ISO 19115 Supports AI Research in Animal Communication

ISO 19115-1:2014, Geographic information – Metadata – Part 1: Fundamentals defines metadata for geographic information. The standard allows researchers to tag acoustic and video datasets with exact bounding boxes, coordinates, and altitudes, helping AI learn how environmental factors (e.g., habitat type, water depth, noise pollution) impact communication signals. Essentially, ISO 19115 helps provide the crucial spatiotemporal context and provenance needed to train machine learning models effectively.

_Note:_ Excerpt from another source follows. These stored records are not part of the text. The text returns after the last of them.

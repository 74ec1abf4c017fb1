// Copyright (C) 2026 Fred Clausen
// Use of this source code is governed by an MIT-style
// license that can be found in the LICENSE file or at
// https://opensource.org/licenses/MIT.

//! Record mutators with synchronous store write-through.
//!
//! Deletion is confirmation-gated at the caller: these functions trust that
//! the operator already confirmed the destructive intent.

use crate::error::CoreError;
use crate::state::DashboardState;
use siop_domain::{
    DomainError, ProductivityRecord, Role, TrafficInfraction, User, coerce_count, coerce_quantity,
    validate_city, validate_month,
};
use siop_persistence::{Store, StoreKey, save_collection};
use time::OffsetDateTime;
use tracing::{info, warn};

/// Raw form input for a traffic-infraction record, prior to coercion.
///
/// The count fields carry the operator's text verbatim; blank or invalid
/// entries coerce to zero under the permissive-input policy.
#[derive(Debug, Clone, Default, PartialEq, Eq)]
pub struct InfractionDraft {
    /// Municipality name.
    pub city: String,
    /// Zero-based reporting month.
    pub month: u8,
    /// Reporting year.
    pub year: u16,
    /// Raw car-infraction count.
    pub cars: String,
    /// Raw motorcycle-infraction count.
    pub motorcycles: String,
    /// Raw truck-infraction count.
    pub trucks: String,
    /// Raw other-category count.
    pub others: String,
}

/// Raw form input for a productivity record, prior to coercion.
#[derive(Debug, Clone, Default, PartialEq, Eq)]
pub struct ProductivityDraft {
    /// Municipality name.
    pub city: String,
    /// Zero-based reporting month.
    pub month: u8,
    /// Reporting year.
    pub year: u16,
    /// Raw boletins de atendimento count.
    pub ba: String,
    /// Raw ocorrência policial count.
    pub cop: String,
    /// Raw termos circunstanciados count.
    pub tc: String,
    /// Raw recaptured-fugitives count.
    pub fugitives: String,
    /// Raw vehicles-inspected count.
    pub vehicles_inspected: String,
    /// Raw people-approached count.
    pub people_approached: String,
    /// Raw drugs seized in kilograms; the only fractional field.
    pub drugs_kg: String,
    /// Raw weapons-seized count.
    pub weapons: String,
    /// Raw arrests count.
    pub arrests: String,
}

/// Generates an opaque record identifier from the creation instant and a
/// random suffix.
fn new_record_id() -> String {
    let nanos: i128 = OffsetDateTime::now_utc().unix_timestamp_nanos();
    format!("{nanos:x}-{:08x}", rand::random::<u32>())
}

/// The current instant as unix epoch milliseconds.
fn now_millis() -> i64 {
    let millis: i128 = OffsetDateTime::now_utc().unix_timestamp_nanos() / 1_000_000;
    i64::try_from(millis).unwrap_or(i64::MAX)
}

fn infraction_from_draft(draft: &InfractionDraft, id: String, timestamp: i64) -> TrafficInfraction {
    let mut record: TrafficInfraction = TrafficInfraction {
        id,
        city: draft.city.clone(),
        month: draft.month,
        year: draft.year,
        cars: coerce_count(&draft.cars),
        motorcycles: coerce_count(&draft.motorcycles),
        trucks: coerce_count(&draft.trucks),
        others: coerce_count(&draft.others),
        total: 0,
        timestamp,
    };
    record.recompute_total();
    record
}

fn productivity_from_draft(
    draft: &ProductivityDraft,
    id: String,
    timestamp: i64,
) -> ProductivityRecord {
    ProductivityRecord {
        id,
        city: draft.city.clone(),
        month: draft.month,
        year: draft.year,
        ba: coerce_count(&draft.ba),
        cop: coerce_count(&draft.cop),
        tc: coerce_count(&draft.tc),
        fugitives: coerce_count(&draft.fugitives),
        vehicles_inspected: coerce_count(&draft.vehicles_inspected),
        people_approached: coerce_count(&draft.people_approached),
        drugs_kg: coerce_quantity(&draft.drugs_kg),
        weapons: coerce_count(&draft.weapons),
        arrests: coerce_count(&draft.arrests),
        timestamp,
    }
}

/// Creates a traffic-infraction record: coerces the four counts, derives
/// `total`, assigns a fresh id and creation timestamp, appends, persists.
///
/// # Errors
///
/// Returns an error if the city or month is invalid, or the write-through
/// fails.
pub fn create_infraction<S: Store + ?Sized>(
    state: &mut DashboardState,
    store: &mut S,
    draft: &InfractionDraft,
) -> Result<TrafficInfraction, CoreError> {
    validate_city(&draft.city)?;
    validate_month(draft.month)?;

    let record: TrafficInfraction = infraction_from_draft(draft, new_record_id(), now_millis());
    state.infractions.push(record.clone());
    save_collection(store, StoreKey::Infractions, &state.infractions)?;
    info!(id = %record.id, city = %record.city, total = record.total, "infraction recorded");
    Ok(record)
}

/// Replaces the infraction with `id`, recomputing `total` and preserving
/// the original id and creation timestamp.
///
/// # Errors
///
/// Returns `CoreError::RecordNotFound` if no record carries `id`, a domain
/// error on invalid city/month, or a persistence error if the write fails.
pub fn update_infraction<S: Store + ?Sized>(
    state: &mut DashboardState,
    store: &mut S,
    id: &str,
    draft: &InfractionDraft,
) -> Result<TrafficInfraction, CoreError> {
    validate_city(&draft.city)?;
    validate_month(draft.month)?;

    let Some(existing) = state.infractions.iter_mut().find(|record| record.id == id) else {
        return Err(CoreError::RecordNotFound { id: id.to_string() });
    };

    let updated: TrafficInfraction =
        infraction_from_draft(draft, existing.id.clone(), existing.timestamp);
    *existing = updated.clone();
    save_collection(store, StoreKey::Infractions, &state.infractions)?;
    info!(id = %updated.id, city = %updated.city, "infraction updated");
    Ok(updated)
}

/// Removes the infraction with `id` and persists the collection.
///
/// # Errors
///
/// Returns `CoreError::RecordNotFound` if no record carries `id`, or a
/// persistence error if the write fails.
pub fn delete_infraction<S: Store + ?Sized>(
    state: &mut DashboardState,
    store: &mut S,
    id: &str,
) -> Result<(), CoreError> {
    let before: usize = state.infractions.len();
    state.infractions.retain(|record| record.id != id);
    if state.infractions.len() == before {
        return Err(CoreError::RecordNotFound { id: id.to_string() });
    }
    save_collection(store, StoreKey::Infractions, &state.infractions)?;
    info!(id, "infraction deleted");
    Ok(())
}

/// Creates a productivity record. Identical lifecycle to
/// [`create_infraction`] but with no derived total: every field is
/// independently coerced and stored.
///
/// # Errors
///
/// Returns an error if the city or month is invalid, or the write-through
/// fails.
pub fn create_productivity<S: Store + ?Sized>(
    state: &mut DashboardState,
    store: &mut S,
    draft: &ProductivityDraft,
) -> Result<ProductivityRecord, CoreError> {
    validate_city(&draft.city)?;
    validate_month(draft.month)?;

    let record: ProductivityRecord =
        productivity_from_draft(draft, new_record_id(), now_millis());
    state.productivity.push(record.clone());
    save_collection(store, StoreKey::Productivity, &state.productivity)?;
    info!(id = %record.id, city = %record.city, "productivity recorded");
    Ok(record)
}

/// Replaces the productivity record with `id`, preserving the original id
/// and creation timestamp.
///
/// # Errors
///
/// Returns `CoreError::RecordNotFound` if no record carries `id`, a domain
/// error on invalid city/month, or a persistence error if the write fails.
pub fn update_productivity<S: Store + ?Sized>(
    state: &mut DashboardState,
    store: &mut S,
    id: &str,
    draft: &ProductivityDraft,
) -> Result<ProductivityRecord, CoreError> {
    validate_city(&draft.city)?;
    validate_month(draft.month)?;

    let Some(existing) = state.productivity.iter_mut().find(|record| record.id == id) else {
        return Err(CoreError::RecordNotFound { id: id.to_string() });
    };

    let updated: ProductivityRecord =
        productivity_from_draft(draft, existing.id.clone(), existing.timestamp);
    *existing = updated.clone();
    save_collection(store, StoreKey::Productivity, &state.productivity)?;
    info!(id = %updated.id, city = %updated.city, "productivity updated");
    Ok(updated)
}

/// Removes the productivity record with `id` and persists the collection.
///
/// # Errors
///
/// Returns `CoreError::RecordNotFound` if no record carries `id`, or a
/// persistence error if the write fails.
pub fn delete_productivity<S: Store + ?Sized>(
    state: &mut DashboardState,
    store: &mut S,
    id: &str,
) -> Result<(), CoreError> {
    let before: usize = state.productivity.len();
    state.productivity.retain(|record| record.id != id);
    if state.productivity.len() == before {
        return Err(CoreError::RecordNotFound { id: id.to_string() });
    }
    save_collection(store, StoreKey::Productivity, &state.productivity)?;
    info!(id, "productivity deleted");
    Ok(())
}

/// Adds an account. The username is stored lowercase and must be unique
/// case-insensitively.
///
/// # Errors
///
/// Returns a domain error on an empty or duplicate username, or a
/// persistence error if the write fails.
pub fn create_user<S: Store + ?Sized>(
    state: &mut DashboardState,
    store: &mut S,
    username: &str,
    role: Role,
    rank: &str,
    password: &str,
) -> Result<User, CoreError> {
    let user: User = User::new(new_record_id(), username, role, rank, password);
    if user.username.trim().is_empty() {
        return Err(DomainError::InvalidUsername(String::from("username cannot be empty")).into());
    }
    if state
        .users
        .iter()
        .any(|existing| existing.username == user.username)
    {
        return Err(DomainError::DuplicateUsername(user.username).into());
    }

    state.users.push(user.clone());
    save_collection(store, StoreKey::Users, &state.users)?;
    info!(username = %user.username, role = %user.role, "account created");
    Ok(user)
}

/// Removes the account with `id` and persists the user list.
///
/// Removing the last ADMIN account is permitted (no safeguard exists in
/// this system) but logged, since it leaves no way to mutate data until a
/// reset.
///
/// # Errors
///
/// Returns `CoreError::UserNotFound` if no account carries `id`, or a
/// persistence error if the write fails.
pub fn delete_user<S: Store + ?Sized>(
    state: &mut DashboardState,
    store: &mut S,
    id: &str,
) -> Result<(), CoreError> {
    let before: usize = state.users.len();
    state.users.retain(|user| user.id != id);
    if state.users.len() == before {
        return Err(CoreError::UserNotFound { id: id.to_string() });
    }

    if !state.users.iter().any(|user| user.role == Role::Admin) {
        warn!("user list left without an ADMIN account");
    }
    save_collection(store, StoreKey::Users, &state.users)?;
    info!(id, "account deleted");
    Ok(())
}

Why Bioacoustical Terminology Standards Matter for AI Research

As AI systems increasingly analyze complex animal vocalizations, consistent and precise terminology becomes essential for assuring scientific clarity and reproducibility. ASA/ANSI S3.20-2015 (R2025), Bioacoustical Terminology provides structured definitions for key concepts in bioacoustics, including hearing, speech, psychoacoustics, and physiological acoustics. This standard works alongside ANSI/ASA S1.1-2013(R2024), Acoustical Terminology, which establishes foundational definitions across broader acoustics disciplines, including physiological, psychological, and musical acoustics.

These American National Standards (developed by the Acoustical Society of America [ASA]) assure semantic interoperability: the ability of different computer systems to exchange data and accurately interpret its exact meaning and context. In the study of animal communication, where vocalizations, behaviors, and environmental conditions vary widely across species and recording environments, this shared understanding is critical. It allows machine learning models to reliably process, compare, and learn from large, multi-source acoustic datasets—helping researchers identify patterns in animal calls, such as contextual vocal usage or individualized signals, with far greater accuracy and consistency than isolated analyses would allow.

Why AI Management Standards Matter for AI Research

Animal communication research relies on massive datasets collected from different recording devices, habitats, and research organizations around the world. Standards help establish consistent approaches for data quality, metadata, interoperability, AI governance, and model evaluation, enabling researchers to compare results, reproduce findings, and collaborate more effectively.

International standards such as ISO/IEC 42001 for AI management systems, ISO/IEC 23894 for AI risk management, and ISO/IEC 22989 for AI concepts and terminology provide organizations with frameworks for developing trustworthy, transparent, and responsible AI systems across a wide range of applications—including scientific research. Together, these international standards support greater confidence in AI applications.